| What the task requires |
Please repeat the lines below exactly. Begin with the line containing "pub struct LessonSummary" and go on through the line containing "pub fn truncate_content(text: &str, max_chars: usize)".

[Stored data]
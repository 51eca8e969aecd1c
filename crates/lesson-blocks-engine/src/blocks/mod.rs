//! # Block Model
//!
//! The closed set of lesson content blocks and the document that orders them.
//!
//! ## Modules
//!
//! - **`kind`**: `BlockKind`, the closed set of kinds and their wire names
//! - **`block`**: `Block` and the per-kind payload types
//! - **`table`**: `TableGrid`, the header-aware authoring view of a table
//! - **`document`**: `Document`, an ordered block sequence plus its origin
//! - **`inline`**: inline marks carried inside rich-text strings
//!
//! ## Key Invariants
//!
//! - Blocks never reference other blocks; a document is a flat sequence
//! - Rich text is trusted markup and is never re-escaped
//! - Blocks the model cannot decode are kept as opaque pass-through blocks

pub mod block;
pub mod document;
pub mod inline;
pub mod kind;
pub mod table;

pub use block::{
    Block, CodeData, HeadingData, ListData, ListStyle, OpaqueBlock, ParagraphData, QuoteData,
    TableData,
};
pub use document::{ContentOrigin, Document};
pub use inline::InlineMark;
pub use kind::BlockKind;
pub use table::{TableError, TableGrid};

#[derive(Debug, thiserror::Error)]
pub enum BlockError {
    #[error("Invalid block kind: {0}")]
    InvalidBlockKind(String),
    #[error("Invalid payload for {kind} block: {source}")]
    InvalidBlockPayload {
        kind: BlockKind,
        source: serde_json::Error,
    },
}
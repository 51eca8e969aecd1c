pub mod lesson;

pub use lesson::*;
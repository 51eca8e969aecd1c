use std::cmp::Ordering;

use chrono::{DateTime, Utc};
use serde::{Deserialize, Serialize};

use crate::codec;
use crate::render::render_text;

pub type LessonId = i64;

const ELLIPSIS: &str = "...";

/// A lesson as listed within a course
#[derive(Debug, Clone, PartialEq, Serialize, Deserialize)]
#[serde(rename_all = "camelCase")]
pub struct LessonSummary {
    pub id: LessonId,
    pub title: String,
    #[serde(default)]
    pub description: Option<String>,
    #[serde(default)]
    pub content: String,
    #[serde(default)]
    pub order: Option<i64>,
    #[serde(default)]
    pub created_at: Option<DateTime<Utc>>,
}

impl LessonSummary {
    /// Plain-text excerpt of the lesson content
    pub fn preview(&self, max_chars: usize) -> String {
        content_preview(&self.content, max_chars)
    }
}

/// Course display order: lessons with an explicit order first (ascending),
/// then the rest newest first. Lessons without a creation time sort last.
pub fn lesson_order(a: &LessonSummary, b: &LessonSummary) -> Ordering {
    match (a.order, b.order) {
        (Some(x), Some(y)) => x.cmp(&y),
        (Some(_), None) => Ordering::Less,
        (None, Some(_)) => Ordering::Greater,
        (None, None) => b.created_at.cmp(&a.created_at),
    }
}

pub fn sort_lessons(lessons: &mut [LessonSummary]) {
    lessons.sort_by(lesson_order);
}

/// Cut `text` to at most `max_chars` characters, ending in `...` when cut.
pub fn truncate_content(text: &str, max_chars: usize) -> String {
    if text.chars().count() <= max_chars {
        return text.to_string();
    }
    let keep = max_chars.saturating_sub(ELLIPSIS.len());
    let mut out: String = text.chars().take(keep).collect();
    out.push_str(ELLIPSIS);
    out
}

/// Plain-text excerpt of persisted lesson content, whitespace collapsed
pub fn content_preview(raw: &str, max_chars: usize) -> String {
    let text = render_text(&codec::deserialize(raw));
    let collapsed = text.split_whitespace().collect::<Vec<_>>().join(" ");
    truncate_content(&collapsed, max_chars)
}

#[cfg(test)]
mod tests {
    use super::*;
    use chrono::TimeZone;
    use pretty_assertions::assert_eq;
    use rstest::rstest;

    fn lesson(id: LessonId, order: Option<i64>, created_day: Option<u32>) -> LessonSummary {
        LessonSummary {
            id,
            title: format!("Lesson {id}"),
            description: None,
            content: String::new(),
            order,
            created_at: created_day.map(|d| Utc.with_ymd_and_hms(2024, 3, d, 9, 0, 0).unwrap()),
        }
    }

    #[test]
    fn ordered_lessons_first_then_newest() {
        let mut lessons = vec![
            lesson(1, None, Some(1)),
            lesson(2, Some(2), Some(5)),
            lesson(3, None, Some(10)),
            lesson(4, Some(1), Some(2)),
            lesson(5, None, None),
        ];
        sort_lessons(&mut lessons);
        let ids: Vec<_> = lessons.iter().map(|l| l.id).collect();
        assert_eq!(ids, vec![4, 2, 3, 1, 5]);
    }

    #[rstest]
    #[case("", 50, "")]
    #[case("short", 50, "short")]
    #[case("exactly10!", 10, "exactly10!")]
    #[case("this is eleven", 10, "this is...")]
    #[case("привет, мир", 8, "приве...")]
    #[case("abcdef", 2, "...")]
    fn truncates(#[case] text: &str, #[case] max: usize, #[case] expected: &str) {
        assert_eq!(truncate_content(text, max), expected);
    }

    #[test]
    fn preview_of_structured_content() {
        let raw = r#"{"blocks":[{"type":"heading","data":{"level":1,"text":"Loops"}},{"type":"paragraph","data":{"text":"A <b>loop</b> repeats   work."}}]}"#;
        assert_eq!(content_preview(raw, 50), "Loops A loop repeats work.");
        assert_eq!(content_preview(raw, 12), "Loops A l...");
    }

    #[test]
    fn preview_of_legacy_content() {
        assert_eq!(content_preview("<p>Hello</p>\n<p>World</p>", 50), "Hello World");
    }

    #[test]
    fn deserializes_backend_lesson() {
        let json = r#"{"id":3,"title":"Intro","content":"<p>x</p>","order":null,"createdAt":"2024-03-01T09:00:00Z"}"#;
        let lesson: LessonSummary = serde_json::from_str(json).unwrap();
        assert_eq!(lesson.order, None);
        assert_eq!(lesson.created_at, Some(Utc.with_ymd_and_hms(2024, 3, 1, 9, 0, 0).unwrap()));
        assert_eq!(lesson.preview(50), "x");
    }
}
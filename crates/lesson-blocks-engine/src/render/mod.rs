//! # Block Rendering
//!
//! Pure functions from blocks to display output, shared by read-only lesson
//! views and authoring previews.
//!
//! - **`html`**: trusted-markup HTML, one element per block
//! - **`text`**: plain text for excerpts and terminals
//!
//! Rendering never fails. Unknown blocks become a visible placeholder and
//! out-of-range heading levels are clamped.

pub mod html;
pub mod text;

pub use html::{render_block, render_document};
pub use text::render_text;
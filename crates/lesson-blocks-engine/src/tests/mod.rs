use std::fs;
use std::path::PathBuf;
use tempfile::TempDir;

use crate::models::LessonId;

/// Create a temporary lessons directory
pub fn create_test_lessons_dir() -> TempDir {
    tempfile::tempdir().unwrap()
}

/// Write `<id>.lesson` into the lessons directory
pub fn create_test_lesson(lessons_dir: &TempDir, lesson_id: LessonId, content: &str) -> PathBuf {
    let file_path = lessons_dir.path().join(format!("{lesson_id}.lesson"));
    fs::write(&file_path, content).unwrap();
    file_path
}
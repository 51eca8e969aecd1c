use super::TableData;

const PLACEHOLDER_COLUMNS: usize = 3;
const PLACEHOLDER_ROWS: usize = 2;

#[derive(Debug, thiserror::Error, PartialEq, Eq)]
pub enum TableError {
    #[error("Row {row} is out of range (table has {rows} rows)")]
    RowOutOfRange { row: usize, rows: usize },
    #[error("Column {column} is out of range (table has {columns} columns)")]
    ColumnOutOfRange { column: usize, columns: usize },
}

/// Authoring representation of a table: an optional header section plus body
/// rows.
///
/// Rows are addressed visually: when a header exists it is row 0 and body
/// rows follow. Saving emits the header as `content[0]` with
/// `withHeadings = true`; without a header only body rows are emitted.
#[derive(Debug, Clone, PartialEq, Eq, Default)]
pub struct TableGrid {
    header: Option<Vec<String>>,
    rows: Vec<Vec<String>>,
}

impl TableGrid {
    pub fn new(header: Option<Vec<String>>, rows: Vec<Vec<String>>) -> Self {
        Self { header, rows }
    }

    /// Grid inserted for a freshly created table block
    pub fn placeholder() -> Self {
        let header = (1..=PLACEHOLDER_COLUMNS)
            .map(|c| format!("Header {c}"))
            .collect();
        let rows = (1..=PLACEHOLDER_ROWS)
            .map(|r| {
                (1..=PLACEHOLDER_COLUMNS)
                    .map(|c| format!("Cell {r}.{c}"))
                    .collect()
            })
            .collect();
        Self::new(Some(header), rows)
    }

    pub fn from_data(data: &TableData) -> Self {
        match data.content.split_first() {
            Some((header, rows)) if data.with_headings => {
                Self::new(Some(header.clone()), rows.to_vec())
            }
            _ => Self::new(None, data.content.clone()),
        }
    }

    /// Persisted shape; the header section, if any, becomes row 0.
    pub fn save(&self) -> TableData {
        let mut content = Vec::with_capacity(self.row_count());
        if let Some(header) = &self.header {
            content.push(header.clone());
        }
        content.extend(self.rows.iter().cloned());
        TableData {
            with_headings: self.header.is_some(),
            content,
        }
    }

    pub fn header(&self) -> Option<&[String]> {
        self.header.as_deref()
    }

    pub fn body(&self) -> &[Vec<String>] {
        &self.rows
    }

    /// Visual row count, header included
    pub fn row_count(&self) -> usize {
        self.rows.len() + usize::from(self.header.is_some())
    }

    /// Width of the widest row
    pub fn column_count(&self) -> usize {
        self.header
            .iter()
            .chain(self.rows.iter())
            .map(Vec::len)
            .max()
            .unwrap_or(0)
    }

    pub fn cell(&self, row: usize, column: usize) -> Option<&str> {
        self.visual_row(row)?.get(column).map(String::as_str)
    }

    /// Set a cell; short rows are padded with empty cells up to `column`.
    pub fn set_cell(
        &mut self,
        row: usize,
        column: usize,
        text: impl Into<String>,
    ) -> Result<(), TableError> {
        let columns = self.column_count();
        if column >= columns {
            return Err(TableError::ColumnOutOfRange { column, columns });
        }
        let rows = self.row_count();
        let target = self
            .visual_row_mut(row)
            .ok_or(TableError::RowOutOfRange { row, rows })?;
        if target.len() <= column {
            target.resize(column + 1, String::new());
        }
        target[column] = text.into();
        Ok(())
    }

    /// Append an empty body row as wide as the table (at least one cell)
    pub fn add_row(&mut self) {
        let width = self.column_count().max(1);
        self.rows.push(vec![String::new(); width]);
    }

    /// Append an empty cell to every row
    pub fn add_column(&mut self) {
        let width = self.column_count();
        for row in self.header.iter_mut().chain(self.rows.iter_mut()) {
            row.resize(width, String::new());
            row.push(String::new());
        }
    }

    pub fn remove_row(&mut self, row: usize) -> Result<Vec<String>, TableError> {
        let rows = self.row_count();
        if self.header.is_some() {
            if row == 0 {
                return Ok(self.header.take().unwrap_or_default());
            }
            if row - 1 < self.rows.len() {
                return Ok(self.rows.remove(row - 1));
            }
        } else if row < self.rows.len() {
            return Ok(self.rows.remove(row));
        }
        Err(TableError::RowOutOfRange { row, rows })
    }

    pub fn remove_column(&mut self, column: usize) -> Result<(), TableError> {
        let columns = self.column_count();
        if column >= columns {
            return Err(TableError::ColumnOutOfRange { column, columns });
        }
        for row in self.header.iter_mut().chain(self.rows.iter_mut()) {
            if column < row.len() {
                row.remove(column);
            }
        }
        Ok(())
    }

    /// Toggle the header section. Turning headings on promotes the first
    /// body row (or adds an empty one); turning them off demotes the header
    /// back into the body.
    pub fn set_headings(&mut self, enabled: bool) {
        match (enabled, self.header.take()) {
            (true, Some(header)) => self.header = Some(header),
            (true, None) => {
                self.header = Some(if self.rows.is_empty() {
                    vec![String::new(); self.column_count().max(1)]
                } else {
                    self.rows.remove(0)
                });
            }
            (false, Some(header)) => self.rows.insert(0, header),
            (false, None) => {}
        }
    }

    fn visual_row(&self, row: usize) -> Option<&Vec<String>> {
        match &self.header {
            Some(header) if row == 0 => Some(header),
            Some(_) => self.rows.get(row - 1),
            None => self.rows.get(row),
        }
    }

    fn visual_row_mut(&mut self, row: usize) -> Option<&mut Vec<String>> {
        match &mut self.header {
            Some(header) if row == 0 => Some(header),
            Some(_) => self.rows.get_mut(row - 1),
            None => self.rows.get_mut(row),
        }
    }
}
use anyhow::{Context, Result, bail};
use lesson_blocks_config::{Config, DEFAULT_PREVIEW_LENGTH};
use lesson_blocks_engine::{
    Document, FileLessonStore, LessonService, SessionContext, codec, io, render_document,
};
use log::debug;
use std::path::{Path, PathBuf};
use std::sync::Arc;
use std::{env, fs, process};

const USAGE: &str = "\
Usage:
  lesson-blocks-cli render <file>          Print lesson content as HTML
  lesson-blocks-cli preview <file> [len]   Print a plain-text excerpt
  lesson-blocks-cli normalize <file>       Print content in the structured format
  lesson-blocks-cli blocks <file>          List blocks as `index: kind`
  lesson-blocks-cli lessons [dir]          List stored lessons with excerpts";

#[derive(Debug, PartialEq, Eq)]
enum Command {
    Render(PathBuf),
    Preview(PathBuf, Option<usize>),
    Normalize(PathBuf),
    Blocks(PathBuf),
    Lessons(Option<PathBuf>),
}

impl Command {
    fn parse(args: &[String]) -> Result<Self> {
        let Some(name) = args.first() else {
            bail!("No command given");
        };
        let file = || -> Result<PathBuf> {
            args.get(1)
                .map(PathBuf::from)
                .with_context(|| format!("`{name}` needs a file argument"))
        };
        let command = match name.as_str() {
            "render" => Command::Render(file()?),
            "preview" => {
                let len = args
                    .get(2)
                    .map(|len| len.parse::<usize>())
                    .transpose()
                    .with_context(|| format!("Invalid preview length: {}", args[2]))?;
                Command::Preview(file()?, len)
            }
            "normalize" => Command::Normalize(file()?),
            "blocks" => Command::Blocks(file()?),
            "lessons" => Command::Lessons(args.get(1).map(PathBuf::from)),
            other => bail!("Unknown command: {other}"),
        };
        Ok(command)
    }
}

fn read_content(path: &Path) -> Result<String> {
    fs::read_to_string(path).with_context(|| format!("Failed to read {}", path.display()))
}

fn block_listing(raw: &str) -> String {
    let document = codec::deserialize(raw);
    let mut lines: Vec<String> = document
        .blocks()
        .iter()
        .enumerate()
        .map(|(i, block)| format!("{i}: {}", block.type_name()))
        .collect();
    if document.is_legacy() {
        lines.push("(legacy content)".to_string());
    }
    lines.join("\n")
}

fn lesson_listing(lessons_path: &Path, preview_length: usize) -> Result<String> {
    let store = FileLessonStore::new(lessons_path);
    let ids = store.lesson_ids()?;
    let service = LessonService::new(Arc::new(store), SessionContext::anonymous())
        .with_preview_length(preview_length);
    let mut lines = Vec::with_capacity(ids.len());
    for id in ids {
        let lesson = service.view_lesson(id)?;
        let marker = if lesson.legacy { " (legacy)" } else { "" };
        lines.push(format!("{id}{marker}: {}", lesson.preview));
    }
    Ok(lines.join("\n"))
}

fn run(command: Command, config: Option<&Config>) -> Result<String> {
    let output = match command {
        Command::Render(path) => render_document(&codec::deserialize(&read_content(&path)?)),
        Command::Preview(path, len) => {
            let len = len
                .or(config.map(|c| c.preview_length))
                .unwrap_or(DEFAULT_PREVIEW_LENGTH);
            lesson_blocks_engine::content_preview(&read_content(&path)?, len)
        }
        Command::Normalize(path) => {
            // Re-wrapping the blocks drops the legacy origin, so old content
            // is written out in the structured form
            let blocks = codec::deserialize(&read_content(&path)?).into_blocks();
            codec::serialize(&Document::from_blocks(blocks))?
        }
        Command::Blocks(path) => block_listing(&read_content(&path)?),
        Command::Lessons(dir) => {
            let lessons_path = match (dir, config) {
                (Some(dir), _) => dir,
                (None, Some(config)) => config.lessons_path.clone(),
                (None, None) => bail!(
                    "No lessons directory given and no config file found at {}",
                    Config::config_path().display()
                ),
            };
            io::validate_lessons_dir(&lessons_path).with_context(|| {
                format!("Lessons path '{}' is invalid", lessons_path.display())
            })?;
            let preview_length = config.map_or(DEFAULT_PREVIEW_LENGTH, |c| c.preview_length);
            lesson_listing(&lessons_path, preview_length)?
        }
    };
    Ok(output)
}

fn main() -> Result<()> {
    env_logger::Builder::from_default_env()
        .filter_level(log::LevelFilter::Info)
        .init();

    let args: Vec<String> = env::args().skip(1).collect();
    let command = match Command::parse(&args) {
        Ok(command) => command,
        Err(e) => {
            eprintln!("Error: {e}");
            eprintln!("{USAGE}");
            process::exit(1);
        }
    };

    let config = match Config::load() {
        Ok(config) => config,
        Err(e) => {
            eprintln!("Warning: ignoring config file: {e}");
            None
        }
    };
    if config.is_some() {
        debug!("Loaded config from {}", Config::config_path().display());
    }

    println!("{}", run(command, config.as_ref())?);
    Ok(())
}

| Answer section |
pub struct LessonSummary {
    pub id: LessonId,
    pub title: String,
    #[serde(default)]
    pub description: Option<String>,
    #[serde(default)]
    pub content: String,
    #[serde(default)]
    pub order: Option<i64>,
    #[serde(default)]
    pub created_at: Option<DateTime<Utc>>,
}

impl LessonSummary {
    /// Plain-text excerpt of the lesson content
    pub fn preview(&self, max_chars: usize) -> String {
        content_preview(&self.content, max_chars)
    }
}

/// Course display order: lessons with an explicit order first (ascending),
/// then the rest newest first. Lessons without a creation time sort last.
pub fn lesson_order(a: &LessonSummary, b: &LessonSummary) -> Ordering {
    match (a.order, b.order) {
        (Some(x), Some(y)) => x.cmp(&y),
        (Some(_), None) => Ordering::Less,
        (None, Some(_)) => Ordering::Greater,
        (None, None) => b.created_at.cmp(&a.created_at),
    }
}

pub fn sort_lessons(lessons: &mut [LessonSummary]) {
    lessons.sort_by(lesson_order);
}

/// Cut `text` to at most `max_chars` characters, ending in `...` when cut.
pub fn truncate_content(text: &str, max_chars: usize) -> String {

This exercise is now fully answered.